With no investor and no other source of income, Gould simply leaped headfirst into her business.

"I just ate rice and beans for a year and worked and worked and saved and saved and kept on going. I think my total investment in getting this business off the ground was $1,000. It became like a challenge to see how little I could spend, how much I could save," she recalls. "I learned so much about myself."

The experience was so important that Gould lists tips on her Web site for people looking to follow her example. According to her site, the top three things one needs to start one’s own business are luck, optimism, and perseverance — in that order.

"I think luck is a factor, but not the only one," Gould explains. "I was lucky in that the things that appealed to me happened to appeal to a large audience. I’ve seen so many talented artists whose stuff doesn’t sell, and I don’t get it. I don’t even really feel like I can take credit for the things I make, most of the time. The objects are themselves. They’re already beautiful, and I just see ways to put them together. It’s not something I’ve created; it’s just a way of seeing things differently."

In order to support herself solely by the sale of her work, Gould sometimes has to make tough decisions about which pieces she offers to buyers.

"In making a living selling my art, I have learned not only to become an efficiency expert and listen to my inner judgment, but that I sometimes have to sacrifice really great products that I cannot make a profit from," she reveals. Gould offers her recent production of dice as an example. Each set took painstaking work to create: she used cubes of wood wrapped in distressed foil from wine bottles and formed the numbers with upholstery tacks. Gould says she could never sell them for their true worth, so she gave them away as gifts. It is that fluid, compromising attitude that has enabled her to succeed.

Gould also does custom work for individuals. If a person provides her with pictures, she can turn them into anything from a bracelet to cufflinks to earrings. She also creates superhero figurines by taking a small plastic toy, removing the head, and putting the image of a loved onemagnified under glass — in its place. The figure is then mounted on a wooden base with wheels. It sounds simple, but Gould’s hand brings a sense of the surreal to the affair, turning what seems like a child’s craft project into a true work of art.

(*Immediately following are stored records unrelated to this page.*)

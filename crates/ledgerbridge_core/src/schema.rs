//! Entity schema.
//!
//! The schema lists every entity the store knows: its attribute names (the
//! field-name mapping the codec uses), its identity attribute, the
//! attributes free-text search looks at, and its to-one relationships with
//! their delete rules.

use crate::error::{CoreError, CoreResult};
use crate::model::{Account, Entity, Transaction};

/// What happens to a child when the object its relationship points at is
/// deleted.
#[derive(Debug, Clone, Copy, PartialEq, Eq)]
pub enum DeleteRule {
    /// Delete the child as well.
    Cascade,
    /// Clear the child's back-reference.
    Nullify,
    /// Refuse to delete the parent while children exist.
    Deny,
}

/// A to-one relationship from one entity to another.
#[derive(Debug, Clone, PartialEq, Eq)]
pub struct RelationshipDescription {
    /// Relationship name, e.g. `account`.
    pub name: String,
    /// Entity the relationship points at.
    pub destination: String,
    /// Rule applied when the destination object is deleted.
    pub delete_rule: DeleteRule,
}

/// Description of one entity type.
#[derive(Debug, Clone, PartialEq, Eq)]
pub struct EntityDescription {
    /// Entity name.
    pub name: String,
    /// Declared attribute names, in declaration order.
    pub attributes: Vec<String>,
    /// Attribute acting as natural key for upsert and uniqueness.
    pub identity: Option<String>,
    /// Attributes searched by free-text queries.
    pub searchable: Vec<String>,
    /// To-one relationships.
    pub relationships: Vec<RelationshipDescription>,
}

impl EntityDescription {
    /// Creates an empty description.
    pub fn new(name: impl Into<String>) -> Self {
        Self {
            name: name.into(),
            attributes: Vec::new(),
            identity: None,
            searchable: Vec::new(),
            relationships: Vec::new(),
        }
    }

    /// Declares an attribute.
    #[must_use]
    pub fn attribute(mut self, name: impl Into<String>) -> Self {
        self.attributes.push(name.into());
        self
    }

    /// Marks an attribute as the identity key.
    #[must_use]
    pub fn identity(mut self, name: impl Into<String>) -> Self {
        self.identity = Some(name.into());
        self
    }

    /// Adds an attribute to the free-text search set.
    #[must_use]
    pub fn searchable(mut self, name: impl Into<String>) -> Self {
        self.searchable.push(name.into());
        self
    }

    /// Declares a to-one relationship.
    #[must_use]
    pub fn relationship(
        mut self,
        name: impl Into<String>,
        destination: impl Into<String>,
        delete_rule: DeleteRule,
    ) -> Self {
        self.relationships.push(RelationshipDescription {
            name: name.into(),
            destination: destination.into(),
            delete_rule,
        });
        self
    }

    /// Returns true when `name` is a declared attribute.
    #[must_use]
    pub fn has_attribute(&self, name: &str) -> bool {
        self.attributes.iter().any(|a| a == name)
    }

    /// Looks up a relationship by name.
    #[must_use]
    pub fn relationship_named(&self, name: &str) -> Option<&RelationshipDescription> {
        self.relationships.iter().find(|r| r.name == name)
    }
}

/// The set of entities a store can hold.
#[derive(Debug, Clone, Default, PartialEq, Eq)]
pub struct Schema {
    entities: Vec<EntityDescription>,
}

impl Schema {
    /// Creates an empty schema.
    #[must_use]
    pub fn new() -> Self {
        Self::default()
    }

    /// The account/transaction schema.
    #[must_use]
    pub fn ledger() -> Self {
        Self::new().with_entity::<Account>().with_entity::<Transaction>()
    }

    /// Registers a description, replacing one with the same name.
    #[must_use]
    pub fn entity(mut self, description: EntityDescription) -> Self {
        self.entities.retain(|e| e.name != description.name);
        self.entities.push(description);
        self
    }

    /// Registers the description of a typed entity.
    #[must_use]
    pub fn with_entity<T: Entity>(self) -> Self {
        self.entity(T::description())
    }

    /// Looks up an entity by name.
    #[must_use]
    pub fn describe(&self, name: &str) -> Option<&EntityDescription> {
        self.entities.iter().find(|e| e.name == name)
    }

    /// Iterates registered descriptions.
    pub fn entities(&self) -> impl Iterator<Item = &EntityDescription> {
        self.entities.iter()
    }

    /// Iterates relationships that point at `destination`, with their owner.
    pub fn inbound<'a>(
        &'a self,
        destination: &'a str,
    ) -> impl Iterator<Item = (&'a EntityDescription, &'a RelationshipDescription)> + 'a {
        self.entities.iter().flat_map(move |entity| {
            entity
                .relationships
                .iter()
                .filter(move |r| r.destination == destination)
                .map(move |r| (entity, r))
        })
    }

    /// Checks that every reference inside the schema resolves.
    ///
    /// # Errors
    ///
    /// Returns `InvalidRequest` naming the first dangling reference.
    pub fn validate(&self) -> CoreResult<()> {
        for entity in &self.entities {
            if let Some(identity) = &entity.identity {
                if !entity.has_attribute(identity) {
                    return Err(CoreError::invalid_request(format!(
                        "{}: identity `{identity}` is not an attribute",
                        entity.name
                    )));
                }
            }
            if let Some(field) = entity.searchable.iter().find(|s| !entity.has_attribute(s)) {
                return Err(CoreError::invalid_request(format!(
                    "{}: searchable `{field}` is not an attribute",
                    entity.name
                )));
            }
            for relationship in &entity.relationships {
                if self.describe(&relationship.destination).is_none() {
                    return Err(CoreError::invalid_request(format!(
                        "{}.{} points at unknown entity {}",
                        entity.name, relationship.name, relationship.destination
                    )));
                }
            }
        }
        Ok(())
    }
}
use crate::model::{Entity, ObjectRef};
use crate::schema::EntityDescription;

/// A financial account. Owns zero or more transactions.
///
/// The owned collection is not stored on the account; it is the set of
/// transactions whose `account` back-reference points here, see
/// [`crate::RelationshipResolver::children`].
#[derive(Debug, Clone, PartialEq, Eq)]
pub struct Account {
    binding: ObjectRef,
    /// Caller-supplied identifier (`uId`).
    pub uid: Option<String>,
    /// Display name.
    pub name: Option<String>,
    /// Masked account number.
    pub mask: Option<String>,
}

impl Entity for Account {
    const ENTITY_NAME: &'static str = "Account";
    const ATTRIBUTES: &'static [&'static str] = &["uId", "name", "mask"];

    fn description() -> EntityDescription {
        EntityDescription::new(Self::ENTITY_NAME)
            .attribute("uId")
            .attribute("name")
            .attribute("mask")
            .identity("uId")
            .searchable("name")
            .searchable("mask")
    }

    fn bind(binding: ObjectRef) -> Self {
        Self {
            binding,
            uid: None,
            name: None,
            mask: None,
        }
    }

    fn binding(&self) -> ObjectRef {
        self.binding
    }

    fn attribute(&self, key: &str) -> Option<&str> {
        match key {
            "uId" => self.uid.as_deref(),
            "name" => self.name.as_deref(),
            "mask" => self.mask.as_deref(),
            _ => None,
        }
    }

    fn set_attribute(&mut self, key: &str, value: Option<String>) {
        match key {
            "uId" => self.uid = value,
            "name" => self.name = value,
            "mask" => self.mask = value,
            _ => {}
        }
    }
}
//! Storage errors.

use std::io;
use thiserror::Error;

/// Result type for storage operations.
pub type StorageResult<T> = Result<T, StorageError>;

/// Errors raised by a [`crate::StorageBackend`].
#[derive(Debug, Error)]
pub enum StorageError {
    /// An I/O error from the operating system.
    #[error("I/O error: {0}")]
    Io(#[from] io::Error),

    /// A read reached past the stored bytes.
    #[error("read beyond end of storage: offset {offset}, len {len}, size {size}")]
    ReadPastEnd {
        /// Requested offset.
        offset: u64,
        /// Requested length.
        len: usize,
        /// Stored size at the time of the read.
        size: u64,
    },

    /// A truncation tried to grow the store.
    #[error("cannot truncate to {requested} bytes, store holds {size}")]
    InvalidTruncate {
        /// Requested size.
        requested: u64,
        /// Current size.
        size: u64,
    },

    /// The store is too large to be read into memory at once.
    #[error("storage of {size} bytes does not fit in memory")]
    TooLarge {
        /// Stored size.
        size: u64,
    },

    /// A write was refused by the backend.
    #[error("write rejected: {0}")]
    WriteRejected(String),
}

impl StorageError {
    /// Creates a write-rejected error.
    pub fn write_rejected(reason: impl Into<String>) -> Self {
        Self::WriteRejected(reason.into())
    }
}
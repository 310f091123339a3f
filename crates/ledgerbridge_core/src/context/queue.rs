//! Background contexts and their serial work queue.

use crate::context::Context;
use crate::error::{CoreError, CoreResult};
use std::sync::mpsc::{self, Sender};
use std::thread::JoinHandle;
use tracing::{debug, error};

type Job = Box<dyn FnOnce(&Context) + Send>;

/// A context driven by its own worker thread.
///
/// Jobs run one at a time, in submission order, against the wrapped
/// context. Separate background contexts run in parallel with each other.
/// Dropping the handle finishes queued jobs and joins the worker.
pub struct BackgroundContext {
    context: Context,
    sender: Option<Sender<Job>>,
    worker: Option<JoinHandle<()>>,
}

impl BackgroundContext {
    pub(crate) fn spawn(context: Context) -> CoreResult<Self> {
        let (sender, receiver) = mpsc::channel::<Job>();
        let worker_context = context.clone();
        let worker = std::thread::Builder::new()
            .name(format!("ledgerbridge-{}", context.id()))
            .spawn(move || {
                while let Ok(job) = receiver.recv() {
                    job(&worker_context);
                }
                debug!(context = %worker_context.id(), "background queue drained");
            })?;

        Ok(Self {
            context,
            sender: Some(sender),
            worker: Some(worker),
        })
    }

    /// Queues `job` and returns immediately.
    ///
    /// # Errors
    ///
    /// Returns `ContextClosed` if the worker has stopped.
    pub fn perform<F>(&self, job: F) -> CoreResult<()>
    where
        F: FnOnce(&Context) + Send + 'static,
    {
        self.sender
            .as_ref()
            .ok_or_else(|| self.closed())?
            .send(Box::new(job))
            .map_err(|_| self.closed())
    }

    /// Queues `job` and blocks until it has run, returning its value.
    ///
    /// # Errors
    ///
    /// Returns `ContextClosed` if the worker stopped before running the job,
    /// including when the job itself panicked.
    pub fn perform_and_wait<F, R>(&self, job: F) -> CoreResult<R>
    where
        F: FnOnce(&Context) -> R + Send + 'static,
        R: Send + 'static,
    {
        let (reply, result) = mpsc::sync_channel(1);
        self.perform(move |ctx| {
            // The waiter only disappears if it was itself torn down.
            let _ = reply.send(job(ctx));
        })?;
        result.recv().map_err(|_| self.closed())
    }

    /// Id of the wrapped context.
    #[must_use]
    pub fn id(&self) -> crate::types::ContextId {
        self.context.id()
    }

    fn closed(&self) -> CoreError {
        CoreError::ContextClosed {
            context: self.context.id().to_string(),
        }
    }
}

impl Drop for BackgroundContext {
    fn drop(&mut self) {
        drop(self.sender.take());
        if let Some(worker) = self.worker.take() {
            if worker.join().is_err() {
                error!(context = %self.context.id(), "background worker panicked");
            }
        }
    }
}

impl std::fmt::Debug for BackgroundContext {
    fn fmt(&self, f: &mut std::fmt::Formatter<'_>) -> std::fmt::Result {
        f.debug_struct("BackgroundContext")
            .field("context", &self.context)
            .finish_non_exhaustive()
    }
}
//! File backend.

use crate::backend::StorageBackend;
use crate::error::{StorageError, StorageResult};
use parking_lot::Mutex;
use std::fs::{File, OpenOptions};
use std::io::{Read, Seek, SeekFrom, Write};
use std::path::{Path, PathBuf};

/// Open file plus the logical size we have written so far.
#[derive(Debug)]
struct FileState {
    file: File,
    size: u64,
}

/// Stores the journal in one file.
///
/// `flush` hands bytes to the OS; `sync` calls `sync_all` so they survive
/// power loss. The store coordinator decides which of the two runs after
/// each commit.
///
/// ```no_run
/// use ledgerbridge_storage::{FileBackend, StorageBackend};
/// use std::path::Path;
///
/// let mut backend = FileBackend::open(Path::new("journal.log")).unwrap();
/// backend.append(b"commit").unwrap();
/// backend.sync().unwrap();
/// ```
#[derive(Debug)]
pub struct FileBackend {
    path: PathBuf,
    state: Mutex<FileState>,
}

impl FileBackend {
    /// Opens `path`, creating an empty file when it does not exist.
    ///
    /// # Errors
    ///
    /// Returns an error if the file cannot be opened.
    pub fn open(path: &Path) -> StorageResult<Self> {
        let file = OpenOptions::new()
            .read(true)
            .write(true)
            .create(true)
            .truncate(false)
            .open(path)?;
        let size = file.metadata()?.len();
        Ok(Self {
            path: path.to_path_buf(),
            state: Mutex::new(FileState { file, size }),
        })
    }

    /// Returns the file path.
    #[must_use]
    pub fn path(&self) -> &Path {
        &self.path
    }
}

impl StorageBackend for FileBackend {
    fn read_at(&self, offset: u64, len: usize) -> StorageResult<Vec<u8>> {
        let mut state = self.state.lock();
        let end = offset.saturating_add(len as u64);
        if end > state.size {
            return Err(StorageError::ReadPastEnd {
                offset,
                len,
                size: state.size,
            });
        }
        let mut buffer = vec![0u8; len];
        if len > 0 {
            state.file.seek(SeekFrom::Start(offset))?;
            state.file.read_exact(&mut buffer)?;
        }
        Ok(buffer)
    }

    fn append(&mut self, data: &[u8]) -> StorageResult<u64> {
        let state = self.state.get_mut();
        let offset = state.size;
        if data.is_empty() {
            return Ok(offset);
        }
        state.file.seek(SeekFrom::Start(offset))?;
        state.file.write_all(data)?;
        state.size += data.len() as u64;
        Ok(offset)
    }

    fn flush(&mut self) -> StorageResult<()> {
        self.state.get_mut().file.flush()?;
        Ok(())
    }

    fn sync(&mut self) -> StorageResult<()> {
        self.state.get_mut().file.sync_all()?;
        Ok(())
    }

    fn size(&self) -> StorageResult<u64> {
        Ok(self.state.lock().size)
    }

    fn truncate(&mut self, new_size: u64) -> StorageResult<()> {
        let state = self.state.get_mut();
        if new_size > state.size {
            return Err(StorageError::InvalidTruncate {
                requested: new_size,
                size: state.size,
            });
        }
        state.file.set_len(new_size)?;
        state.file.sync_all()?;
        state.size = new_size;
        Ok(())
    }
}

#[cfg(test)]
mod tests {
    use super::*;
    use tempfile::tempdir;

    #[test]
    fn open_creates_empty_file() {
        let dir = tempdir().unwrap();
        let path = dir.path().join("journal.log");
        let backend = FileBackend::open(&path).unwrap();
        assert_eq!(backend.size().unwrap(), 0);
        assert!(path.exists());
        assert_eq!(backend.path(), path);
    }

    #[test]
    fn appended_bytes_survive_reopen() {
        let dir = tempdir().unwrap();
        let path = dir.path().join("journal.log");
        {
            let mut backend = FileBackend::open(&path).unwrap();
            assert_eq!(backend.append(b"first").unwrap(), 0);
            assert_eq!(backend.append(b"second").unwrap(), 5);
            backend.sync().unwrap();
        }
        let backend = FileBackend::open(&path).unwrap();
        assert_eq!(backend.read_all().unwrap(), b"firstsecond");
        assert_eq!(backend.read_at(5, 6).unwrap(), b"second");
    }

    #[test]
    fn read_past_end_fails() {
        let dir = tempdir().unwrap();
        let mut backend = FileBackend::open(&dir.path().join("j")).unwrap();
        backend.append(b"abc").unwrap();
        assert!(matches!(
            backend.read_at(1, 10),
            Err(StorageError::ReadPastEnd { .. })
        ));
    }

    #[test]
    fn truncate_then_append_overwrites_tail() {
        let dir = tempdir().unwrap();
        let mut backend = FileBackend::open(&dir.path().join("j")).unwrap();
        backend.append(b"goodtorn").unwrap();
        backend.truncate(4).unwrap();
        assert_eq!(backend.append(b"next").unwrap(), 4);
        assert_eq!(backend.read_all().unwrap(), b"goodnext");
    }
}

However, not all of her work is for sale or given away. The corners and walls of her apartment are home to the few pieces she likes enough to keep or art that others have made for her, each of which has a story. Through these creations I learn a lot about her father, her brothers, and her friends, their memories preserved and constantly present. She has a miniature tomato mounted on a pedestal that she’s kept for years and a rack of key chains that inspires me to talk about my sister and the emotional attachments people form with inanimate objects.

Which eventually leads to the topic of my shoes and the project, currently at hand, of repairing them. Now we’ve got a small drill, which we’re using to bore through the rubber sole. Gould asks me to prop my foot on a stool before I leave, when she pulls out a camera and snaps a photo of the finished product, which looks like something emo kids would pay $50 to own: shoes, slightly damaged.

"Preserving the moment," I joke as I leave.

"Always," Gould replies with a smile. "I’ll send the picture."